Лицо Эммы залила краска.


За время бала она танцевала с лордом Уэстбруком и герцогом Олвордом, а один танец подарила сквайру Бегли, один – отцу. А потом к ней подошел мистер Стокли.

– Примите мои поздравления, мисс Петерсон. Значит, вам достался главный приз?

– Простите?

– Теперь я понимаю, почему вы не пришли в мою комнату. Были слишком заняты в спальне лорда Найтсдейла?

– Мистер Стокли, вы забываетесь!

Мистер Стокли пожал плечами:

– Ах, простите! И в мыслях не было вас оскорбить. Просто восхищен вашей ловкостью. – Его взгляд задержался на ее шее. – Красивое ожерелье.

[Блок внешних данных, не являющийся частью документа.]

//! Google Sheets provider configuration.

use std::path::{Path, PathBuf};
use std::time::Duration;

use serde::Deserialize;

/// OAuth 2.0 client credentials for Google API access.
///
/// These identify the application, not the user. They come from the
/// client-secret file downloaded from the Google Cloud Console.
#[derive(Debug, Clone)]
pub struct OAuthCredentials {
    /// The OAuth 2.0 client ID from Google Cloud Console.
    pub client_id: String,
    /// The OAuth 2.0 client secret from Google Cloud Console.
    pub client_secret: String,
}

/// Structure of Google's OAuth client-secret JSON file.
///
/// Supports multiple formats:
/// 1. Google Cloud Console format with "installed" or "web" section
/// 2. Flat format with client_id and client_secret at root level (e.g., from gcloud)
#[derive(Debug, Deserialize)]
pub struct GoogleCredentialsFile {
    /// Credentials for installed (desktop) applications.
    pub installed: Option<NestedCredentials>,
    /// Credentials for web applications.
    pub web: Option<NestedCredentials>,
    /// Direct client_id (flat format).
    pub client_id: Option<String>,
    /// Direct client_secret (flat format).
    pub client_secret: Option<String>,
}

/// OAuth credentials within a nested section of the client-secret file.
#[derive(Debug, Deserialize)]
pub struct NestedCredentials {
    /// The OAuth 2.0 client ID.
    pub client_id: String,
    /// The OAuth 2.0 client secret.
    pub client_secret: String,
}

impl OAuthCredentials {
    /// Creates new OAuth credentials.
    pub fn new(client_id: impl Into<String>, client_secret: impl Into<String>) -> Self {
        Self {
            client_id: client_id.into(),
            client_secret: client_secret.into(),
        }
    }

    /// Loads OAuth credentials from a Google Cloud Console JSON file.
    pub fn from_file(path: impl AsRef<Path>) -> Result<Self, String> {
        let path = path.as_ref();
        let content = std::fs::read_to_string(path)
            .map_err(|e| format!("failed to read client secret file {}: {}", path.display(), e))?;
        Self::from_json(&content)
    }

    /// Parses OAuth credentials from a Google client-secret JSON string.
    ///
    /// Supports multiple formats:
    /// 1. Google Cloud Console format: `{"installed": {"client_id": "...", "client_secret": "..."}}`
    /// 2. Flat format: `{"client_id": "...", "client_secret": "..."}`
    pub fn from_json(json: &str) -> Result<Self, String> {
        let file: GoogleCredentialsFile = serde_json::from_str(json)
            .map_err(|e| format!("failed to parse client secret JSON: {}", e))?;

        if let Some(creds) = file.installed.or(file.web) {
            return Ok(Self::new(creds.client_id, creds.client_secret));
        }

        if let (Some(client_id), Some(client_secret)) = (file.client_id, file.client_secret) {
            return Ok(Self::new(client_id, client_secret));
        }

        Err("client secret file must contain 'installed'/'web' section or 'client_id'/'client_secret' at root level".to_string())
    }

    /// Validates that the credentials appear to be correctly formatted.
    ///
    /// This checks that:
    /// - Client ID ends with `.apps.googleusercontent.com`
    /// - Client secret is non-empty
    pub fn validate(&self) -> Result<(), &'static str> {
        if self.client_id.is_empty() {
            return Err("client_id is required");
        }
        if !self.client_id.ends_with(".apps.googleusercontent.com") {
            return Err("client_id should end with .apps.googleusercontent.com");
        }
        if self.client_secret.is_empty() {
            return Err("client_secret is required");
        }
        Ok(())
    }
}

/// Configuration for the Google Sheets provider.
///
/// The client-secret file is only read when interactive authorization is
/// needed, so a run with a valid stored credential works without it.
#[derive(Debug, Clone)]
pub struct GoogleConfig {
    /// Path to the OAuth client-secret JSON file.
    ///
    /// Defaults to `credentials.json` in the working directory.
    pub credentials_file: PathBuf,

    /// Path to store the user credential.
    ///
    /// Defaults to `token.json` in the working directory.
    pub token_path: PathBuf,

    /// Request timeout for API and token calls.
    pub timeout: Duration,

    /// How long to wait for the browser redirect during authorization.
    pub callback_timeout: Duration,

    /// User agent string for API requests.
    pub user_agent: String,

    /// Port range for the loopback OAuth server.
    ///
    /// `(0, 0)` (the default) lets the OS pick an ephemeral port.
    pub loopback_port_range: (u16, u16),

    /// OAuth scopes to request.
    ///
    /// Defaults to `["https://www.googleapis.com/auth/spreadsheets.readonly"]`.
    pub scopes: Vec<String>,

    /// Authorization endpoint (consent page).
    pub auth_url: String,

    /// Token endpoint (code exchange and refresh).
    pub token_url: String,

    /// Base URL of the Sheets API, without trailing slash.
    pub api_base: String,
}

impl GoogleConfig {
    /// Default timeout in seconds.
    pub const DEFAULT_TIMEOUT_SECS: u64 = 30;

    /// Default time to wait for the OAuth redirect, in seconds.
    pub const DEFAULT_CALLBACK_TIMEOUT_SECS: u64 = 300;

    /// Default OAuth scope for read-only spreadsheet access.
    pub const DEFAULT_SCOPE: &'static str =
        "https://www.googleapis.com/auth/spreadsheets.readonly";

    /// Google's OAuth consent endpoint.
    pub const GOOGLE_AUTH_URL: &'static str = "https://accounts.google.com/o/oauth2/v2/auth";

    /// Google's OAuth token endpoint.
    pub const GOOGLE_TOKEN_URL: &'static str = "https://oauth2.googleapis.com/token";

    /// Base URL for Google Sheets API v4.
    pub const SHEETS_API_BASE: &'static str = "https://sheets.googleapis.com/v4";

    /// Creates a configuration with the default file locations and endpoints.
    pub fn new() -> Self {
        Self {
            credentials_file: PathBuf::from("credentials.json"),
            token_path: PathBuf::from("token.json"),
            timeout: Duration::from_secs(Self::DEFAULT_TIMEOUT_SECS),
            callback_timeout: Duration::from_secs(Self::DEFAULT_CALLBACK_TIMEOUT_SECS),
            user_agent: format!("sheetdump/{}", env!("CARGO_PKG_VERSION")),
            loopback_port_range: (0, 0),
            scopes: vec![Self::DEFAULT_SCOPE.to_string()],
            auth_url: Self::GOOGLE_AUTH_URL.to_string(),
            token_url: Self::GOOGLE_TOKEN_URL.to_string(),
            api_base: Self::SHEETS_API_BASE.to_string(),
        }
    }

    /// Sets the client-secret file path.
    pub fn with_credentials_file(mut self, path: impl Into<PathBuf>) -> Self {
        self.credentials_file = path.into();
        self
    }

    /// Sets the credential storage path.
    pub fn with_token_path(mut self, path: impl Into<PathBuf>) -> Self {
        self.token_path = path.into();
        self
    }

    /// Sets the request timeout.
    pub fn with_timeout(mut self, timeout: Duration) -> Self {
        self.timeout = timeout;
        self
    }

    /// Sets how long to wait for the OAuth redirect.
    pub fn with_callback_timeout(mut self, timeout: Duration) -> Self {
        self.callback_timeout = timeout;
        self
    }

    /// Sets the loopback port range for OAuth.
    pub fn with_loopback_port_range(mut self, start: u16, end: u16) -> Self {
        self.loopback_port_range = (start, end);
        self
    }

    /// Sets the OAuth scopes.
    pub fn with_scopes(mut self, scopes: Vec<String>) -> Self {
        self.scopes = scopes;
        self
    }

    /// Points the OAuth endpoints somewhere other than Google.
    pub fn with_oauth_endpoints(
        mut self,
        auth_url: impl Into<String>,
        token_url: impl Into<String>,
    ) -> Self {
        self.auth_url = auth_url.into();
        self.token_url = token_url.into();
        self
    }

    /// Points the Sheets API somewhere other than Google.
    pub fn with_api_base(mut self, api_base: impl Into<String>) -> Self {
        self.api_base = api_base.into().trim_end_matches('/').to_string();
        self
    }

    /// Loads the OAuth client credentials from [`Self::credentials_file`].
    pub fn load_credentials(&self) -> Result<OAuthCredentials, String> {
        let credentials = OAuthCredentials::from_file(&self.credentials_file)?;
        credentials
            .validate()
            .map_err(|e| format!("invalid client secret file: {}", e))?;
        Ok(credentials)
    }

    /// Validates the configuration.
    pub fn validate(&self) -> Result<(), String> {
        if self.scopes.is_empty() {
            return Err("at least one OAuth scope is required".to_string());
        }

        if self.loopback_port_range.0 > self.loopback_port_range.1 {
            return Err("invalid loopback port range".to_string());
        }

        if self.timeout.is_zero() || self.callback_timeout.is_zero() {
            return Err("timeouts must be greater than zero".to_string());
        }

        Ok(())
    }
}

impl Default for GoogleConfig {
    fn default() -> Self {
        Self::new()
    }
}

Этот взгляд мог бы смутить Эмму. Но она понимала – Стокли смотрит только на ожерелье.

– Благодарю вас.

– Подарок к помолвке?

– Да. Это часть гарнитура.

– Вот как?

Музыка вновь заиграла. Каждый раз, когда Эмма проносилась в танце мимо мистера Стокли, его глаза сверкали, как сапфиры Найтсдейлов. Ей стало неуютно. Она даже обрадовалась, когда танец закончился. Неприятно чувствовать себя витриной музея. Хотя вряд ли в мире нашелся бы экспонат, который сумел бы отвлечь мистера Стокли от созерцания ожерелья на ее шее.


Эмма стояла у окна в сад, когда слуга принес ей записку.

– Благодарю вас. – Она взяла с подноса сложенный вчетверо листок бумаги. – Лицо лакея было ей незнакомо. Наверное, это временный слуга, нанятый для праздника.

Почерк был ей также незнаком. Но сейчас было не до почерка – ее встревожило содержание записки:

«Идите в детскую к Клер. Приходите немедленно».

Почему в детскую? Клер не должна быть в детской в столь поздний час. В. чем дело? И где няня?

Не важно. Нужно идти, если ее зовет Клер. Может быть, малышке просто стало грустно. Она поцелует ее на ночь, пожелает спокойной ночи. И никто не заметит – Эмма вернется через несколько минут. Никто ее не хватится.

Она побежала вверх по лестнице.

– Клер! Клер! Это мама Петерсон! Где ты?

В детской было темно и тихо. Что-то не так. Эмма перевела дух. Она стояла в детской совершенно одна. Нужно было предупредить Чарлза, куда она идет. Или отправиться наверх вместе с ним. В крайнем случае он мог бы задержаться возле няниной комнаты. Эмма повернулась, чтобы выйти.